Last points I would make are just that this is a surgical procedure, just as we described the details of the surgical procedure for a PDS, there are many details to unpack here. At a high level, this is very consistent with what retinal specialists are used to doing. A standard 3 port pars plana vitrectomy is performed where we enter the eye with 3 different instruments. We remove the vitreous gel, which is essentially a collagen matrix that makes up the inside of the cavity of the eye. And then the gene therapy is directly injected under the retina. You take a very small needle and you pierce it through the retina making a little retinotomy that's actually self-sealing, it's so small. And then you inject between 200 and 250 μL depending on the program, into the subretinal space containing that gene therapy.

The gene therapy then will be uptaken by the RPE cells and then begin to produce the protein over the subsequent days to weeks. The instruments are then removed from the eye and these eyes typically heal quite rapidly over the first few days with the standard postoperative care that retina specialists are used to delivering.

The safety signals from a surgical procedure have been quite strong through the phase 1/2a program so far. All the eyes treated so far have been pseudophakic, which means they've had cataract surgery and the reason for that is we know that cataract surgery is 1 of the expected side effects of any pars plana vitrectomy in a patient that's phakic that's not had cataract surgery. And so the thought with this program was to take that AE off the table so that all the patients are uniform in their lens status. As with any surgical procedure, there are risks. And the main risk here that we've seen has been very small, but we have seen 1 case of retinal detachment, which is a known complication following pars plana vitrectomy. And then long-term safety analyses are ongoing.

Dr Regillo: Great. Thank you, Charlie. It is very exciting. I think most vitreoretinal specialists would be very comfortable with this approach and this way of delivering a gene therapy, which in turn would be a very promising way to control wet AMD. Potentially even one-and-done for some of our patients. But as you said, patients still occasionally needed some booster-like or rescue IVIs. Not all patients were injection-free after gene therapy but it's looking real promising. This is for the subretinal approach actually now in pivotal testing. Within the next couple years, we'll have some more definitive safety and efficacy results of this approach.

The future is certainly bright. We know we need a more durable anti-VEGF therapy and we are likely to have a very nice spectrum of different options, from intravitreal office-based injections of anti-VEGF agents that last longer, even VEGF blockers that have other mechanisms of action, dual acting such as blocking VEGF-A and Ang2 with faricimab.

In this program, we've talked now in detail about surgical approaches with both devices and gene therapy that they're looking really promising for true sustained delivery over many months, if not years.
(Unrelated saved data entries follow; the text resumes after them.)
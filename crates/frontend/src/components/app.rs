//! Root component and top-level view switch

use super::{LoginForm, ProductDetail, ProductList, Spinner, StartupError};
use crate::config::BuildConfig;
use crate::console::{ConsoleProvider, use_console};
use hexadmin_core::{ConsoleAction, ConsoleView};
use yew::prelude::*;

#[function_component(ConsoleApp)]
pub fn console_app() -> Html {
    let config = use_memo((), |_| BuildConfig::console_config());

    match config.as_ref() {
        Ok(config) => html! {
            <ConsoleProvider config={config.clone()}>
                <ConsoleShell />
            </ConsoleProvider>
        },
        Err(err) => html! { <StartupError message={err.to_string()} /> },
    }
}

#[function_component(ConsoleShell)]
fn console_shell() -> Html {
    let console = use_console();

    match console.view() {
        ConsoleView::Loading => html! {
            <div class="min-h-screen flex items-center justify-center">
                <Spinner text={Some("Checking your session...".to_string())} />
            </div>
        },
        ConsoleView::Login => html! { <LoginForm /> },
        ConsoleView::Dashboard => html! { <Dashboard /> },
    }
}

#[function_component(Dashboard)]
fn dashboard() -> Html {
    let console = use_console();
    let on_select = console.callback(ConsoleAction::SelectProduct);
    let on_retry = console.callback(|()| ConsoleAction::RefreshProducts);
    let selected = console.selected.as_ref().map(|product| product.id.clone());

    html! {
        <main class="container mx-auto p-6 grid gap-6 lg:grid-cols-2">
            <ProductList
                products={console.products.clone()}
                loading={console.products_loading}
                error={console.products_error.clone()}
                {selected}
                {on_select}
                {on_retry}
            />
            <ProductDetail product={console.selected.clone()} />
        </main>
    }
}
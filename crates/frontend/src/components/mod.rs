//! UI components

mod app;
mod banner;
mod login_form;
mod product_detail;
mod product_list;
mod spinner;

pub use app::ConsoleApp;
pub use banner::{StartupError, StatusBanner};
pub use login_form::LoginForm;
pub use product_detail::ProductDetail;
pub use product_list::ProductList;
pub use spinner::LoadingSpinner as Spinner;
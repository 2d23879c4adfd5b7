//! Session token persistence

use crate::error::{ConsoleError, ConsoleResult};
use crate::types::SessionToken;
use chrono::{DateTime, Utc};
use cookie::Cookie;
use cookie::time::OffsetDateTime;
use std::cell::RefCell;
use std::rc::Rc;

/// Where the session token lives between page loads
pub trait TokenStore {
    /// Token value persisted by an earlier login, if still present
    fn load(&self) -> Option<String>;

    fn save(&self, token: &SessionToken) -> ConsoleResult<()>;
}

/// In-process store used by tests and native tooling.
///
/// Clones share the same slot. Expired tokens are not returned.
#[derive(Debug, Clone, Default)]
pub struct MemoryTokenStore {
    slot: Rc<RefCell<Option<SessionToken>>>,
}

impl MemoryTokenStore {
    #[must_use]
    pub fn new() -> Self {
        Self::default()
    }

    /// Store pre-seeded with a token that never expires
    #[must_use]
    pub fn with_token(value: impl Into<String>) -> Self {
        let store = Self::new();
        *store.slot.borrow_mut() = Some(SessionToken::new(value, DateTime::<Utc>::MAX_UTC));
        store
    }

    /// Last token written, regardless of expiry
    #[must_use]
    pub fn saved(&self) -> Option<SessionToken> {
        self.slot.borrow().clone()
    }
}

impl TokenStore for MemoryTokenStore {
    fn load(&self) -> Option<String> {
        self.slot
            .borrow()
            .as_ref()
            .filter(|token| token.expires_at > Utc::now())
            .map(|token| token.value.clone())
    }

    fn save(&self, token: &SessionToken) -> ConsoleResult<()> {
        *self.slot.borrow_mut() = Some(token.clone());
        Ok(())
    }
}

/// Render the `document.cookie` assignment for a session token
pub fn session_cookie(name: &str, token: &SessionToken) -> ConsoleResult<String> {
    let expires = OffsetDateTime::from_unix_timestamp(token.expires_at.timestamp())
        .map_err(|e| ConsoleError::Storage(format!("token expiry out of range: {e}")))?;

    let cookie = Cookie::build((name, token.value.as_str()))
        .path("/")
        .expires(expires)
        .build();
    Ok(cookie.to_string())
}

/// Find a cookie value in a `document.cookie` style header.
///
/// Empty values count as absent.
#[must_use]
pub fn find_cookie(header: &str, name: &str) -> Option<String> {
    Cookie::split_parse(header)
        .filter_map(Result::ok)
        .find(|cookie| cookie.name() == name)
        .map(|cookie| cookie.value().to_string())
        .filter(|value| !value.is_empty())
}

#[cfg(test)]
mod tests {
    use super::*;
    use chrono::TimeZone;

    #[test]
    fn finds_named_cookie_among_others() {
        let header = "theme=dark; hexschoolToken=abc.def; lang=zh-TW";
        assert_eq!(
            find_cookie(header, "hexschoolToken").as_deref(),
            Some("abc.def")
        );
        assert_eq!(find_cookie(header, "missing"), None);
    }

    #[test]
    fn empty_cookie_value_is_absent() {
        assert_eq!(find_cookie("hexschoolToken=; theme=dark", "hexschoolToken"), None);
        assert_eq!(find_cookie("", "hexschoolToken"), None);
    }

    #[test]
    fn session_cookie_carries_expiry_and_path() {
        let expires_at = Utc.with_ymd_and_hms(2030, 1, 2, 3, 4, 5).unwrap();
        let token = SessionToken::new("T", expires_at);

        let rendered = session_cookie("hexschoolToken", &token).unwrap();

        assert!(rendered.starts_with("hexschoolToken=T"));
        assert!(rendered.contains("Path=/"));
        assert!(rendered.contains("Expires=Wed, 02 Jan 2030 03:04:05 GMT"));
    }

    #[test]
    fn memory_store_skips_expired_tokens() {
        let store = MemoryTokenStore::new();
        let past = Utc.with_ymd_and_hms(2001, 1, 1, 0, 0, 0).unwrap();
        store.save(&SessionToken::new("old", past)).unwrap();

        assert_eq!(store.load(), None);
        assert_eq!(store.saved().map(|t| t.value), Some("old".to_string()));

        let shared = store.clone();
        store
            .save(&SessionToken::new("fresh", DateTime::<Utc>::MAX_UTC))
            .unwrap();
        assert_eq!(shared.load().as_deref(), Some("fresh"));
    }
}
And Dante mentioned the notion of home monitoring because it dovetails perfectly with the notion of sustained delivery and helping to monitor the patients remotely with home-based OCT, for example, and knowing when the patients might need retreatment with something that's very long acting.

Charlie and Dante, thank you so much for this great discussion. And thank you for participating in this activity. Please continue on to answer the questions that follow and complete the evaluation.

This transcript has been edited for style and clarity.